**DATA FOR THE TASK**
_____

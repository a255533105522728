//! Remote store client.

use std::sync::{Arc, PoisonError, RwLock, Weak};

use async_trait::async_trait;
use tessera_core::{
    Entry, Notification, Request, Response, StoreError, StoreKey, StoreResult, StoreValue,
    TransportError,
};
use tessera_store::{KvStore, StoreEvent, DEFAULT_EVENT_CAPACITY};
use tokio::sync::{broadcast, mpsc};
use tokio::time::sleep;
use tracing::{debug, info, warn};

use crate::config::{ConfigError, RetryConfig};
use crate::transport::{Connection, Transport};

/// Errors surfaced while constructing a [`RemoteStore`].
#[derive(Debug, thiserror::Error)]
pub enum ClientError {
    #[error("invalid client configuration: {0}")]
    Config(#[from] ConfigError),
    #[error("initial connect failed: {0}")]
    Connect(#[from] TransportError),
}

/// A [`KvStore`] that lives on the far side of a [`Transport`].
///
/// Every contract operation becomes exactly one request message awaiting one
/// response message. Requests failing at the transport level are retried with
/// linear backoff; the retry loop deliberately never re-dials the connection,
/// because a slow-but-alive connection must not be torn down - reconnection
/// is driven solely by the disconnect signal. On every disconnect the manager
/// task emits [`StoreEvent::SyncLost`] before replacing the connection, since
/// notifications may have been lost while down.
///
/// Handles are cheap to clone and share one connection; the background
/// manager task stops once the last handle is dropped.
pub struct RemoteStore<K: StoreKey, V: StoreValue, T: Transport<K, V>> {
    shared: Arc<Shared<K, V, T>>,
}

struct Shared<K: StoreKey, V: StoreValue, T: Transport<K, V>> {
    transport: T,
    store_name: String,
    retry: RetryConfig,
    conn: RwLock<Option<Arc<T::Connection>>>,
    events: broadcast::Sender<StoreEvent<K, V>>,
}

impl<K: StoreKey, V: StoreValue, T: Transport<K, V>> RemoteStore<K, V, T> {
    /// Open the initial connection for `store_name` and spawn the connection
    /// manager. Fails if the configuration is invalid or the first connect is
    /// refused; later disconnects are handled internally.
    pub async fn connect(
        transport: T,
        store_name: impl Into<String>,
        retry: RetryConfig,
    ) -> Result<Self, ClientError> {
        retry.validate()?;
        let store_name = store_name.into();
        let (conn, notifications) = transport.connect(&store_name).await?;
        info!(store = %store_name, "connected");

        let (events, _rx) = broadcast::channel(DEFAULT_EVENT_CAPACITY);
        let shared = Arc::new(Shared {
            transport,
            store_name,
            retry,
            conn: RwLock::new(Some(Arc::new(conn))),
            events,
        });
        tokio::spawn(run_manager(Arc::downgrade(&shared), notifications));
        Ok(Self { shared })
    }

    /// Name of the store this client is bound to.
    pub fn store_name(&self) -> &str {
        &self.shared.store_name
    }
}

impl<K: StoreKey, V: StoreValue, T: Transport<K, V>> Clone for RemoteStore<K, V, T> {
    fn clone(&self) -> Self {
        Self {
            shared: Arc::clone(&self.shared),
        }
    }
}

impl<K: StoreKey, V: StoreValue, T: Transport<K, V>> Shared<K, V, T> {
    fn current_connection(&self) -> Option<Arc<T::Connection>> {
        self.conn
            .read()
            .unwrap_or_else(PoisonError::into_inner)
            .clone()
    }

    fn replace_connection(&self, conn: Option<Arc<T::Connection>>) {
        *self.conn.write().unwrap_or_else(PoisonError::into_inner) = conn;
    }

    fn send_event(&self, event: StoreEvent<K, V>) {
        // No subscribers is fine; the event stream is opt-in.
        let _ = self.events.send(event);
    }

    /// Issue `request`, retrying transport failures with linear backoff.
    ///
    /// The reconnect window (no connection installed yet) counts as a
    /// transport failure like any other, so requests racing a reconnect ride
    /// the same backoff until the manager installs the replacement.
    async fn request_with_retry(&self, request: Request<K, V>) -> StoreResult<Response<K, V>> {
        let mut attempt: u32 = 0;
        loop {
            attempt += 1;
            let outcome = match self.current_connection() {
                Some(conn) => conn.request(request.clone()).await,
                None => Err(StoreError::transport("no active connection")),
            };
            match outcome {
                Ok(response) => return Ok(response),
                Err(err @ StoreError::Transport(_)) if attempt < self.retry.max_attempts => {
                    let delay = self.retry.request_backoff(attempt);
                    debug!(
                        kind = request.kind(),
                        attempt,
                        delay_ms = delay.as_millis() as u64,
                        error = %err,
                        "retrying request after transport error"
                    );
                    sleep(delay).await;
                }
                Err(err) => return Err(err),
            }
        }
    }

    /// Unwrap the entry payload of a read response, substituting an empty
    /// result if the service answered with the wrong response kind.
    fn expect_entries(&self, response: Response<K, V>) -> Vec<Entry<K, V>> {
        match response {
            Response::Set { entries } => entries,
            Response::Ok => {
                warn!(
                    store = %self.store_name,
                    "read request answered without entries; substituting empty result"
                );
                Vec::new()
            }
        }
    }

    fn route_notification(&self, notification: Notification<K, V>) {
        debug!(store = %self.store_name, kind = notification.kind(), "routing notification");
        match notification {
            Notification::Set { entries } => self.send_event(StoreEvent::Set(entries)),
            Notification::Delete { keys } => self.send_event(StoreEvent::Delete(keys)),
        }
    }
}

/// Connection manager: forwards notifications until the connection drops,
/// then raises sync-loss and dials a replacement, forever.
///
/// Holds only a weak handle between events so the task winds down once every
/// [`RemoteStore`] clone is gone.
async fn run_manager<K: StoreKey, V: StoreValue, T: Transport<K, V>>(
    shared: Weak<Shared<K, V, T>>,
    mut notifications: mpsc::Receiver<Notification<K, V>>,
) {
    loop {
        while let Some(notification) = notifications.recv().await {
            let Some(shared) = shared.upgrade() else {
                return;
            };
            shared.route_notification(notification);
        }

        // The notification channel closed: the connection is gone. Anything
        // the service announced while we were down is lost, so consumers must
        // refresh before trusting previously-known state.
        {
            let Some(shared) = shared.upgrade() else {
                return;
            };
            warn!(store = %shared.store_name, "connection lost");
            shared.replace_connection(None);
            shared.send_event(StoreEvent::SyncLost);
        }

        let mut attempt: u32 = 0;
        notifications = loop {
            attempt += 1;
            let Some(shared) = shared.upgrade() else {
                return;
            };
            match shared.transport.connect(&shared.store_name).await {
                Ok((conn, rx)) => {
                    shared.replace_connection(Some(Arc::new(conn)));
                    info!(store = %shared.store_name, attempt, "reconnected");
                    break rx;
                }
                Err(err) => {
                    let delay = shared.retry.reconnect_backoff(attempt);
                    warn!(
                        store = %shared.store_name,
                        attempt,
                        delay_ms = delay.as_millis() as u64,
                        error = %err,
                        "reconnect attempt failed"
                    );
                    drop(shared);
                    sleep(delay).await;
                }
            }
        };
    }
}

#[async_trait]
impl<K: StoreKey, V: StoreValue, T: Transport<K, V>> KvStore<K, V> for RemoteStore<K, V, T> {
    async fn get(&self, keys: &[K]) -> StoreResult<Vec<Entry<K, V>>> {
        let response = self
            .shared
            .request_with_retry(Request::Get {
                keys: keys.to_vec(),
            })
            .await?;
        Ok(self.shared.expect_entries(response))
    }

    async fn get_starting_from(
        &self,
        bound: Option<&K>,
        limit: usize,
    ) -> StoreResult<Vec<Entry<K, V>>> {
        let response = self
            .shared
            .request_with_retry(Request::GetStartingFrom {
                bound: bound.cloned(),
                limit,
            })
            .await?;
        Ok(self.shared.expect_entries(response))
    }

    async fn get_ending_at(
        &self,
        bound: Option<&K>,
        limit: usize,
    ) -> StoreResult<Vec<Entry<K, V>>> {
        let response = self
            .shared
            .request_with_retry(Request::GetEndingAt {
                bound: bound.cloned(),
                limit,
            })
            .await?;
        Ok(self.shared.expect_entries(response))
    }

    async fn set(&self, entries: Vec<Entry<K, V>>) -> StoreResult<()> {
        self.shared
            .request_with_retry(Request::Set { entries })
            .await?;
        Ok(())
    }

    async fn delete(&self, keys: &[K]) -> StoreResult<()> {
        self.shared
            .request_with_retry(Request::Delete {
                keys: keys.to_vec(),
            })
            .await?;
        Ok(())
    }

    async fn delete_all(&self) -> StoreResult<()> {
        self.shared.request_with_retry(Request::DeleteAll).await?;
        Ok(())
    }

    fn subscribe(&self) -> broadcast::Receiver<StoreEvent<K, V>> {
        self.shared.events.subscribe()
    }
}

#[cfg(test)]
mod tests {
    use super::*;
    use std::sync::atomic::{AtomicU32, Ordering};
    use std::sync::Mutex;

    /// Connection that fails the first `fail_first` requests with the given
    /// error class, then succeeds with an empty read result.
    struct ScriptedConnection {
        fail_first: u32,
        service_errors: bool,
        attempts: Arc<AtomicU32>,
    }

    #[async_trait]
    impl Connection<u32, String> for ScriptedConnection {
        async fn request(
            &self,
            _request: Request<u32, String>,
        ) -> StoreResult<Response<u32, String>> {
            let attempt = self.attempts.fetch_add(1, Ordering::SeqCst) + 1;
            if attempt <= self.fail_first {
                if self.service_errors {
                    Err(StoreError::service("scripted rejection"))
                } else {
                    Err(StoreError::transport("scripted outage"))
                }
            } else {
                Ok(Response::Set { entries: vec![] })
            }
        }
    }

    struct ScriptedTransport {
        fail_first: u32,
        service_errors: bool,
        attempts: Arc<AtomicU32>,
        // Keeps notification senders alive so connections do not look dropped.
        senders: Mutex<Vec<mpsc::Sender<Notification<u32, String>>>>,
    }

    impl ScriptedTransport {
        fn new(fail_first: u32, service_errors: bool) -> Self {
            Self {
                fail_first,
                service_errors,
                attempts: Arc::new(AtomicU32::new(0)),
                senders: Mutex::new(Vec::new()),
            }
        }
    }

    #[async_trait]
    impl Transport<u32, String> for ScriptedTransport {
        type Connection = ScriptedConnection;

        async fn connect(
            &self,
            _store: &str,
        ) -> Result<(Self::Connection, mpsc::Receiver<Notification<u32, String>>), TransportError>
        {
            let (tx, rx) = mpsc::channel(8);
            self.senders.lock().unwrap().push(tx);
            Ok((
                ScriptedConnection {
                    fail_first: self.fail_first,
                    service_errors: self.service_errors,
                    attempts: Arc::clone(&self.attempts),
                },
                rx,
            ))
        }
    }

    async fn client_over(
        transport: ScriptedTransport,
    ) -> (RemoteStore<u32, String, ScriptedTransport>, Arc<AtomicU32>) {
        let attempts = Arc::clone(&transport.attempts);
        let store = RemoteStore::connect(transport, "widgets", RetryConfig::default())
            .await
            .expect("connect");
        (store, attempts)
    }

    #[tokio::test(start_paused = true)]
    async fn test_transport_errors_are_retried_until_success() {
        let (store, attempts) = client_over(ScriptedTransport::new(9, false)).await;

        let result = store.get(&[1]).await.unwrap();

        assert!(result.is_empty());
        assert_eq!(attempts.load(Ordering::SeqCst), 10);
    }

    #[tokio::test(start_paused = true)]
    async fn test_retries_exhaust_after_ten_attempts() {
        let (store, attempts) = client_over(ScriptedTransport::new(u32::MAX, false)).await;

        let err = store.get(&[1]).await.unwrap_err();

        assert!(matches!(err, StoreError::Transport(_)));
        assert_eq!(attempts.load(Ordering::SeqCst), 10);
    }

    #[tokio::test(start_paused = true)]
    async fn test_service_errors_are_not_retried() {
        let (store, attempts) = client_over(ScriptedTransport::new(u32::MAX, true)).await;

        let err = store.set(vec![Entry::new(1, "x".to_string())]).await.unwrap_err();

        assert!(matches!(err, StoreError::Service { .. }));
        assert_eq!(attempts.load(Ordering::SeqCst), 1);
    }

    #[tokio::test]
    async fn test_invalid_config_is_rejected_up_front() {
        let transport = ScriptedTransport::new(0, false);
        let result = RemoteStore::connect(
            transport,
            "widgets",
            RetryConfig::default().with_max_attempts(0),
        )
        .await;

        assert!(matches!(result, Err(ClientError::Config(_))));
    }

    /// A connection that answers the write-family response to a read.
    struct WrongKindConnection;

    #[async_trait]
    impl Connection<u32, String> for WrongKindConnection {
        async fn request(
            &self,
            _request: Request<u32, String>,
        ) -> StoreResult<Response<u32, String>> {
            Ok(Response::Ok)
        }
    }

    struct WrongKindTransport {
        senders: Mutex<Vec<mpsc::Sender<Notification<u32, String>>>>,
    }

    #[async_trait]
    impl Transport<u32, String> for WrongKindTransport {
        type Connection = WrongKindConnection;

        async fn connect(
            &self,
            _store: &str,
        ) -> Result<(Self::Connection, mpsc::Receiver<Notification<u32, String>>), TransportError>
        {
            let (tx, rx) = mpsc::channel(8);
            self.senders.lock().unwrap().push(tx);
            Ok((WrongKindConnection, rx))
        }
    }

    #[tokio::test]
    async fn test_wrong_response_kind_substitutes_empty_read() {
        let transport = WrongKindTransport {
            senders: Mutex::new(Vec::new()),
        };
        let store = RemoteStore::connect(transport, "widgets", RetryConfig::default())
            .await
            .unwrap();

        let result = store.get_starting_from(None, 10).await.unwrap();

        assert!(result.is_empty());
    }
}
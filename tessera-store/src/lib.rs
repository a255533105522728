//! Tessera Store - Store Contract and In-Memory Implementation
//!
//! Defines the abstraction layer over a key-ordered table shared between
//! processes: the [`KvStore`] trait, the [`StoreEvent`] change-notification
//! stream, and the paginated [`KvStoreExt::list`] / [`KvStoreExt::list_reverse`]
//! walks. [`MemoryStore`] is the in-process reference implementation; the wire
//! client in `tessera-client` implements the same contract against a remote
//! service.

mod events;
mod memory;
mod traits;

pub use events::{StoreEvent, DEFAULT_EVENT_CAPACITY};
pub use memory::MemoryStore;
pub use traits::{KvStore, KvStoreExt};

// Re-export core types for convenience
pub use tessera_core::{
    Entry, StoreError, StoreKey, StoreResult, StoreValue, TransportError, LIST_PAGE_SIZE,
};
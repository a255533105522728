//! Error types for store operations.

use thiserror::Error;

/// Connection-level failure reported by the transport.
///
/// Transport errors are the retryable class: the request may never have
/// reached the service, so re-issuing it is safe and the client does so with
/// backoff. Everything else propagates immediately.
#[derive(Debug, Clone, Error, PartialEq, Eq)]
#[error("transport failure: {reason}")]
pub struct TransportError {
    pub reason: String,
}

impl TransportError {
    pub fn new(reason: impl Into<String>) -> Self {
        Self {
            reason: reason.into(),
        }
    }
}

/// Master error type for all store operations.
#[derive(Debug, Clone, Error, PartialEq, Eq)]
pub enum StoreError {
    /// Connection-level failure; retryable.
    #[error("transport error: {0}")]
    Transport(#[from] TransportError),

    /// The service rejected a well-formed request; not retryable.
    #[error("service rejected request: {reason}")]
    Service { reason: String },

    /// A shared in-process table lock was poisoned by a panicking writer.
    #[error("store lock poisoned")]
    LockPoisoned,
}

impl StoreError {
    pub fn service(reason: impl Into<String>) -> Self {
        Self::Service {
            reason: reason.into(),
        }
    }

    pub fn transport(reason: impl Into<String>) -> Self {
        Self::Transport(TransportError::new(reason))
    }

    /// Whether the failure class is worth re-issuing the request for.
    pub fn is_retryable(&self) -> bool {
        matches!(self, StoreError::Transport(_))
    }
}

/// Result type alias for store operations.
pub type StoreResult<T> = Result<T, StoreError>;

_____

Extract every line above that contains the word "while".

/// Errors surfaced while constructing a [`RemoteStore`].
/// notifications may have been lost while down.
        while let Some(notification) = notifications.recv().await {
        // the service announced while we were down is lost, so consumers must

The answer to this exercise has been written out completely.